Washington D.C., Feb. 27, 2020 —
The Securities and Exchange Commission today announced settled charges against Wells Fargo Clearing Services and Wells Fargo Advisors Financial Network for failing reasonably to supervise investment advisers and registered representatives who recommended single-inverse ETF investments to retail investors, and for lacking adequate compliance policies and procedures with respect to the suitability of those recommendations. The SEC ordered Wells Fargo to pay a $35 million penalty, which will be distributed to harmed investors.
As noted in the SEC’s order and reflected in Wells Fargo’s internal guidance, when single-inverse ETFs are held for longer than a day, particularly in volatile markets, investors may experience large and unexpected losses. The SEC’s order finds that from April 2012 through September 2019, Wells Fargo’s policies and procedures were not reasonably designed to prevent and detect unsuitable recommendations of single-inverse ETFs. Further, Wells Fargo failed adequately to supervise its employees’ recommendations regarding single-inverse ETFs, and did not adequately train them concerning those products. The order finds that some Wells Fargo brokers and advisers did not fully understand the risk of losses these complex products posed when held long term. As a result, certain Wells Fargo investment advisers and registered representatives made unsuitable recommendations to certain clients to buy and hold single-inverse ETFs for months or years. According to the order, a number of these clients were senior citizens and retirees who had limited incomes and net worth, and conservative or moderate risk tolerances.
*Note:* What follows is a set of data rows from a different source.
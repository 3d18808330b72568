// Main entry point - CLI dispatch and server setup
mod application;
mod domain;
mod infrastructure;
mod presentation;

use std::fs;
use std::net::SocketAddr;
use std::path::PathBuf;
use std::sync::Arc;

use anyhow::{Context, Result};
use clap::{Arg, ArgAction, ArgMatches, Command};
use dialoguer::Confirm;
use tower_http::trace::TraceLayer;
use tracing_subscriber::EnvFilter;

use crate::application::dashboard_manager::DashboardManager;
use crate::infrastructure::config_store::{
    ConfigStore, DEFAULT_DASHBOARD_DESCRIPTION, DEFAULT_DASHBOARD_NAME,
};
use crate::presentation::app_state::AppState;
use crate::presentation::handlers;

fn cli() -> Command {
    Command::new("navspec")
        .about("navspec - A declarative navigation dashboard")
        .subcommand_required(true)
        .arg_required_else_help(true)
        .subcommand(
            Command::new("serve")
                .about("Serve the dashboard")
                .arg(config_arg(
                    "Path to configuration directory (looks for a config/ subfolder)",
                ))
                .arg(
                    Arg::new("port")
                        .long("port")
                        .short('p')
                        .value_name("N")
                        .value_parser(clap::value_parser!(u16))
                        .default_value("7777")
                        .help("Port to serve on"),
                )
                .arg(
                    Arg::new("host")
                        .long("host")
                        .value_name("H")
                        .default_value("127.0.0.1")
                        .help("Host to bind to"),
                )
                .arg(
                    Arg::new("no-reload")
                        .long("no-reload")
                        .action(ArgAction::SetTrue)
                        .help("Disable live reload on configuration changes"),
                ),
        )
        .subcommand(
            Command::new("init")
                .about("Initialize a new dashboard configuration")
                .arg(config_arg(
                    "Path to configuration directory (a config/ subfolder is created)",
                ))
                .arg(
                    Arg::new("name")
                        .long("name")
                        .value_name("N")
                        .default_value(DEFAULT_DASHBOARD_NAME)
                        .help("Dashboard name"),
                )
                .arg(
                    Arg::new("description")
                        .long("description")
                        .value_name("D")
                        .default_value(DEFAULT_DASHBOARD_DESCRIPTION)
                        .help("Dashboard description"),
                ),
        )
}

fn config_arg(help: &str) -> Arg {
    Arg::new("config")
        .long("config")
        .short('c')
        .value_name("PATH")
        .default_value(".")
        .help(help.to_string())
}

#[tokio::main]
async fn main() -> Result<()> {
    tracing_subscriber::fmt()
        .with_env_filter(EnvFilter::try_from_default_env().unwrap_or_else(|_| EnvFilter::new("info")))
        .init();

    let matches = cli().get_matches();
    match matches.subcommand() {
        Some(("serve", args)) => serve(args).await,
        Some(("init", args)) => init(args),
        _ => unreachable!("subcommand is required"),
    }
}

async fn serve(args: &ArgMatches) -> Result<()> {
    let config_path = PathBuf::from(args.get_one::<String>("config").unwrap()); // safe, has default
    let config_path = config_path.canonicalize().with_context(|| {
        format!(
            "configuration path does not exist: {}",
            config_path.display()
        )
    })?;
    let port = *args.get_one::<u16>("port").unwrap();
    let host = args.get_one::<String>("host").unwrap();
    let watch = !args.get_flag("no-reload");

    let manager = DashboardManager::new(&config_path, watch)?;
    tracing::info!("configuration path: {}", config_path.display());
    if manager.config_dir() != config_path {
        tracing::info!("loading configs from: {}", manager.config_dir().display());
    } else {
        tracing::info!(
            "loading configs from: {} (create a config/ folder to organize multiple dashboards)",
            manager.config_dir().display()
        );
    }

    // surface watcher notifications; a later version may also invalidate a cache here
    if let Some(mut changes) = manager.subscribe_changes() {
        tokio::spawn(async move {
            while let Ok(change) = changes.recv().await {
                tracing::info!("configuration file changed: {}", change.path.display());
            }
        });
    }

    let state = Arc::new(AppState { manager });
    let router = handlers::router(state.clone()).layer(TraceLayer::new_for_http());

    let addr: SocketAddr = format!("{}:{}", host, port)
        .parse()
        .with_context(|| format!("invalid bind address {}:{}", host, port))?;
    tracing::info!("server: http://{}", addr);

    let listener = tokio::net::TcpListener::bind(addr).await?;
    axum::serve(listener, router)
        .with_graceful_shutdown(shutdown_signal())
        .await?;

    state.manager.shutdown();
    tracing::info!("shut down");
    Ok(())
}

async fn shutdown_signal() {
    if let Err(err) = tokio::signal::ctrl_c().await {
        tracing::error!("failed to listen for shutdown signal: {}", err);
    }
}

fn init(args: &ArgMatches) -> Result<()> {
    let config_path = PathBuf::from(args.get_one::<String>("config").unwrap()); // safe, has default
    let name = args.get_one::<String>("name").unwrap();
    let description = args.get_one::<String>("description").unwrap();

    let config_subdir = config_path.join("config");
    if config_subdir.exists() {
        println!(
            "Using existing configuration directory: {}",
            config_subdir.display()
        );
    } else {
        println!(
            "Creating configuration directory: {}",
            config_subdir.display()
        );
        fs::create_dir_all(&config_subdir).with_context(|| {
            format!(
                "failed to create configuration directory {}",
                config_subdir.display()
            )
        })?;
    }

    let store = ConfigStore::new(&config_path);
    let existing = store.existing_configs()?;
    if !existing.is_empty() {
        println!("Found existing configurations: {}", existing.join(", "));
        let overwrite = Confirm::new()
            .with_prompt("Do you want to overwrite?")
            .default(false)
            .interact()?;
        if !overwrite {
            println!("Initialization cancelled.");
            return Ok(());
        }
    }

    store.create_default_with(name, description)?;
    println!("Dashboard initialized successfully!");
    println!(
        "Configuration files created in: {}",
        store.config_dir().display()
    );
    println!("Run 'navspec serve' to start the dashboard");
    println!("Add more dashboards by creating new YAML files in the config/ folder");
    Ok(())
}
“Firms must maintain effective compliance and supervisory programs to ensure that the securities they recommend are suitable for their clients,” said Antonia Chion, Associate Director of the SEC Enforcement Division. “As a result of Wells Fargo’s failure to meet these important obligations, some of its employees recommended complex instruments to retail investors who did not understand the risks involved.”
The order finds that Wells Fargo failed to adopt written compliance policies and procedures reasonably designed to prevent unsuitable recommendations of single-inverse ETFs, and failed adequately to implement its existing written policies and procedures. The order also finds that Wells Fargo failed reasonably to supervise its financial professionals with a view to preventing their unsuitable recommendations. Without admitting or denying the findings, Wells Fargo agreed to pay a $35 million penalty and distribute the funds to certain clients who were recommended to buy single-inverse ETFs and suffered losses after holding the positions for longer periods. The order also censures Wells Fargo and requires Wells Fargo to cease and desist from committing or causing any future violations of the relevant provisions.
The SEC’s investigation was conducted by Roger Landsman and Breanne Atzert, with assistance from Matthew Scarlato, Dean Conway, Jan Folena, and Eugene Canjels. The case was supervised by Lisa Deitch and Ms. Chion.